The movie about the current protests across the United States was shot a quarter of a century ago.
Tonight, after five days of official farewells throughout the United States, from Minneapolis to Houston, George Floyd was buried. It is not our business to puzzle out whether the deceased was a moral man, but it is worth seeing what was made of him after his death.
At first, Floyd turned into the protest banner for "Black Lives Matter." Then a symbol of police misconduct and callousness of the state machine. Afterward, an emblem of white repentance: kneeling, lying flat, white cops licking the boots of their Black compatriots. And finally, he became a style icon and art object: T-shirts, posters, stickers, a golden coffin, Floyd’s eye on a Paris building.
Actionism has not become the main art of the 21st century overnight. The multicolored lights of the Eiffel Tower and chalk drawings on the pavement which followed the shooting at Paris’ Bataclan concert hall, can barely be called an adequate reaction, but this time everything has gone according to the script.
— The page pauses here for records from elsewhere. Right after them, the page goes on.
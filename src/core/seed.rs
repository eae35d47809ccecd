//! Starter catalog seeding from the config file.
//!
//! Seeding is idempotent: every classification, shop and product is looked up by name
//! (shops within their classification, products within their shop) and only created
//! when missing, so it is safe to run on every startup. Entries whose parent cannot be
//! found or whose fields do not validate are logged and skipped.

use crate::{
    config::catalog::{CatalogSeed, ClassificationSeed, ProductSeed, ShopSeed},
    core::{
        classification::{NewClassification, create_classification},
        product::{ProductDetails, create_product},
        shop::{ShopDetails, create_shop},
    },
    entities::{Classification, Product, Shop, classification, product, shop},
    errors::{Error, Result},
};
use sea_orm::{DatabaseTransaction, TransactionTrait, prelude::*};
use tracing::{info, warn};

/// What a seeding run changed.
#[derive(Debug, Clone, Copy, Default, PartialEq, Eq)]
pub struct SeedReport {
    /// Classifications inserted
    pub classifications_created: usize,
    /// Shops inserted
    pub shops_created: usize,
    /// Products inserted
    pub products_created: usize,
    /// Entries skipped because of a missing parent or invalid field
    pub skipped: usize,
}

/// Ensures every seeded classification, shop and product exists. Runs in one transaction.
pub async fn seed_catalog(db: &DatabaseConnection, seed: &CatalogSeed) -> Result<SeedReport> {
    let txn = db.begin().await?;
    let mut report = SeedReport::default();

    for entry in &seed.classifications {
        match seed_classification(&txn, entry).await {
            Ok(true) => report.classifications_created += 1,
            Ok(false) => {}
            Err(e @ Error::Database(_)) => return Err(e),
            Err(e) => {
                warn!(classification = %entry.name, error = %e, "Skipping seed classification");
                report.skipped += 1;
            }
        }
    }

    for entry in &seed.shops {
        match seed_shop(&txn, entry).await {
            Ok(true) => report.shops_created += 1,
            Ok(false) => {}
            Err(e @ Error::Database(_)) => return Err(e),
            Err(e) => {
                warn!(shop = %entry.name, error = %e, "Skipping seed shop");
                report.skipped += 1;
            }
        }
    }

    for entry in &seed.products {
        match seed_product(&txn, entry).await {
            Ok(true) => report.products_created += 1,
            Ok(false) => {}
            Err(e @ Error::Database(_)) => return Err(e),
            Err(e) => {
                warn!(product = %entry.name, error = %e, "Skipping seed product");
                report.skipped += 1;
            }
        }
    }

    txn.commit().await?;

    info!(
        classifications = report.classifications_created,
        shops = report.shops_created,
        products = report.products_created,
        skipped = report.skipped,
        "Catalog seeding finished"
    );
    Ok(report)
}

async fn find_classification_by_name(
    txn: &DatabaseTransaction,
    name: &str,
) -> Result<Option<classification::Model>> {
    Classification::find()
        .filter(classification::Column::Name.eq(name.trim()))
        .one(txn)
        .await
        .map_err(Into::into)
}

async fn seed_classification(txn: &DatabaseTransaction, entry: &ClassificationSeed) -> Result<bool> {
    if find_classification_by_name(txn, &entry.name).await?.is_some() {
        return Ok(false);
    }

    let input = NewClassification::new(
        &entry.name,
        None,
        entry.icon.clone(),
        entry.description.clone(),
    )?;
    create_classification(txn, input).await?;
    Ok(true)
}

async fn seed_shop(txn: &DatabaseTransaction, entry: &ShopSeed) -> Result<bool> {
    let parent = find_classification_by_name(txn, &entry.classification)
        .await?
        .ok_or_else(|| Error::ClassificationNotFound {
            key: entry.classification.clone(),
        })?;

    let existing = Shop::find()
        .filter(shop::Column::ClassificationId.eq(parent.id))
        .filter(shop::Column::Name.eq(entry.name.trim()))
        .one(txn)
        .await?;
    if existing.is_some() {
        return Ok(false);
    }

    let details = ShopDetails::new(
        &entry.name,
        entry.description.clone(),
        entry.phone.clone(),
        entry.email.clone(),
        entry.address.clone(),
    )?;
    create_shop(txn, parent.id, details).await?;
    Ok(true)
}

async fn seed_product(txn: &DatabaseTransaction, entry: &ProductSeed) -> Result<bool> {
    let parent = Shop::find()
        .filter(shop::Column::Name.eq(entry.shop.trim()))
        .one(txn)
        .await?
        .ok_or_else(|| Error::Validation {
            message: format!("unknown shop '{}'", entry.shop),
        })?;

    let existing = Product::find()
        .filter(product::Column::ShopId.eq(parent.id))
        .filter(product::Column::Name.eq(entry.name.trim()))
        .one(txn)
        .await?;
    if existing.is_some() {
        return Ok(false);
    }

    let details = ProductDetails::parse(
        &entry.name,
        &entry.price,
        entry.description.clone(),
        entry.is_available,
    )?;
    create_product(txn, parent.id, details).await?;
    Ok(true)
}
//! Budget estimate entity - A user's saved cost estimate for a piece of work.

use sea_orm::entity::prelude::*;
use serde::{Deserialize, Serialize};

/// Budget estimate database model
#[derive(Clone, Debug, PartialEq, Eq, DeriveEntityModel, Serialize, Deserialize)]
#[sea_orm(table_name = "budget_estimates")]
pub struct Model {
    /// Unique identifier for the estimate
    #[sea_orm(primary_key)]
    pub id: i64,
    /// Owning user
    pub user_id: i64,
    /// Estimated cost as two-place decimal text
    pub estimated_cost: String,
    /// Free-text notes on what the estimate covers
    pub details: Option<String>,
    /// When the estimate was saved
    pub created_at: DateTimeUtc,
}

impl Model {
    /// Estimated cost as a decimal. Malformed or negative stored text reads as zero.
    #[must_use]
    pub fn cost(&self) -> rust_decimal::Decimal {
        crate::core::money::stored_decimal(&self.estimated_cost, "budget_estimates.estimated_cost", self.id)
    }
}

/// Defines relationships between `BudgetEstimate` and other entities
#[derive(Copy, Clone, Debug, EnumIter, DeriveRelation)]
pub enum Relation {
    /// Each estimate belongs to one user
    #[sea_orm(
        belongs_to = "super::user::Entity",
        from = "Column::UserId",
        to = "super::user::Column::Id",
        on_delete = "Cascade"
    )]
    User,
}

impl Related<super::user::Entity> for Entity {
    fn to() -> RelationDef {
        Relation::User.def()
    }
}

impl ActiveModelBehavior for ActiveModel {}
Each carton in the U.S. bears the "Black Lives Matter" slogan. Floyd’s face is everywhere, absolutely all over the place. Widespread crowds are kneeling with a symbolic duration of eight minutes, 46 seconds. Grieving and indignant celebrities; the crying mayor of a city, who had never seen Floyd alive, in front of the golden coffin.
Destruction of the symbols of oppression: Confederate monuments in the New World and the racist king monuments in the Old World. The idea of inescapable white guilt and the need for certain changes to restore justice has been launched across the planet.
The scourge of police brutality has effectively been turned into a political lever.
For several hours, Floyd’s funeral and memorial were broadcast on all American television channels. For the well-being of the nation, upon completion of these two broadcasts, it would be useful to air “Wag the Dog,” a cult movie for any political strategist.
Indeed, its screenwriter, 72-year-old David Mamet, is safe and sound. He might well have been involved in scripting the Floyd protests.
It even must have been him: one can feel his artistic touch in it.